Black Piranha And Megapiranha Hold Record For Most Powerful Bite
In an attempt to calculate the bite force of the extinct Megapiranha, an international team of marine biologists have said the modern-day black piranha, along with its extinct counterpart, have the most powerful bite of any apex predator, for its body size.
According to a new study in the journal Scientific Reports, researchers have recorded the first bite-force measurements taken from wild specimens of the largest species of carnivorous piranha, the black piranha.
In the study, the team of scientists collected 15 black piranha specimens from Xingu and Iriri tributaries of the Amazon River in Brazil using nets and fishing techniques. To minimize their impact on the fish and maintain their integrity, the scientists used barbless hooks and conducted bite-pressure tests immediately after the fish were caught.
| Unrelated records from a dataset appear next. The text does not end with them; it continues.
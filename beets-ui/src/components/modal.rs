//! Modal built on the native `<dialog>` element
//!
//! `showModal()` gives top-layer rendering, a focus trap and Escape-to-close.
//! The dialog manages its own display, so layout classes go on the inner
//! container, never on the `<dialog>` itself. `showModal()` throws when the
//! dialog is already open, hence the `open` attribute check.

use std::sync::atomic::{AtomicU64, Ordering};

use crate::components::icons::XIcon;
use crate::components::ChromelessButton;
use dioxus::prelude::*;
use tracing::warn;
use wasm_bindgen_x::JsCast;

static MODAL_ID_COUNTER: AtomicU64 = AtomicU64::new(0);

/// Call a zero-argument method (`showModal` / `close`) on the dialog element.
fn call_dialog_method(dialog_id: &str, method: &str, want_open: bool) {
    let Some(element) = web_sys_x::window()
        .and_then(|w| w.document())
        .and_then(|d| d.get_element_by_id(dialog_id))
    else {
        return;
    };
    if element.has_attribute("open") == want_open {
        return;
    }
    if let Ok(func) = js_sys_x::Reflect::get(&element, &method.into()) {
        if let Some(func) = func.dyn_ref::<js_sys_x::Function>() {
            if let Err(e) = func.call0(&element) {
                warn!("dialog {} failed on {}: {:?}", dialog_id, method, e);
            }
        }
    }
}

#[component]
pub fn Modal(
    is_open: ReadSignal<bool>,
    /// Escape key, backdrop click or the close button
    on_close: EventHandler<()>,
    children: Element,
    #[props(default)] class: Option<String>,
) -> Element {
    let dialog_id = use_hook(|| {
        let id = MODAL_ID_COUNTER.fetch_add(1, Ordering::Relaxed);
        format!("modal-{}", id)
    });
    let effect_id = dialog_id.clone();

    use_effect(move || {
        if is_open() {
            call_dialog_method(&effect_id, "showModal", true);
        } else {
            call_dialog_method(&effect_id, "close", false);
        }
    });

    let dialog_class = class.unwrap_or_default();

    rsx! {
        dialog {
            id: "{dialog_id}",
            class: "p-0 bg-transparent backdrop:bg-black/80 {dialog_class}",
            oncancel: move |evt| {
                evt.prevent_default();
                on_close.call(());
            },
            if is_open() {
                div {
                    class: "fixed inset-0 flex items-center justify-center",
                    onclick: move |_| on_close.call(()),
                    div { onclick: move |evt| evt.stop_propagation(), {children} }
                }
            }
        }
    }
}

/// Titled panel for use inside a [`Modal`]
#[component]
pub fn ModalPanel(
    title: String,
    on_close: EventHandler<()>,
    #[props(default = "max-w-3xl")] width: &'static str,
    children: Element,
) -> Element {
    rsx! {
        div { class: "bg-gray-800 rounded-lg shadow-xl w-[90vw] {width} max-h-[85vh] flex flex-col",
            div { class: "flex items-center justify-between px-6 py-4 border-b border-gray-700",
                h2 { class: "text-lg font-semibold text-white truncate", "{title}" }
                ChromelessButton {
                    class: Some("text-gray-400 hover:text-white".to_string()),
                    aria_label: Some("Close".to_string()),
                    onclick: move |_| on_close.call(()),
                    XIcon { class: "w-5 h-5" }
                }
            }
            div { class: "p-6 overflow-y-auto", {children} }
        }
    }
}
According to the report, the fish “readily performed multiple defensive bites with the transducer placed between the tips of the jaws.”
Some fish were dissected in the field to examine and record the morphology of their jaws.
These observations allowed the scientists to describe the underlying physiology of the jaws that gives this creature the ability to bite with a force of over 30 times greater than its body weight. The large, yet short, muscle mass in the black piranha’s jaw and highly specialized jaw-closing lever allows the fish to chomp down with remarkable force.
Based on the data collected from the black piranha, the researchers made conservative estimates about the bite force of the much larger, but extinct, Megapiranha. Without definitive fossil evidence, the team had to assume the extinct piranha and the black piranha, a close evolutionary relative, shared a similar jaw physiology.
They determined the extinct fish bit down with a force four times greater than the largest black piranha. They also found the Megapiranha would have been able to bite into a bovine femur with no problem. Turtles and armored catfish, two of the Megapiranhas contemporaries, would have stood little chance against the crushing bite.
Inspired by their calculations, the authors of the report wondered—what exactly were these fish eating that required such a strong biting force?
“Did Megapiranha use their strong jaws and novel dentition to not only slice into their prey’s compliant flesh, but also crush through their stiff bones? Our bite simulations indicate Megapiranha’s hybrid teeth were indeed capable of transmitting sufficient bite pressure to generate micro-fractures in robust cortical mammalian bone as well as complete mechanical failure of thinner vertebrate bony tissues,” the authors wrote in their report.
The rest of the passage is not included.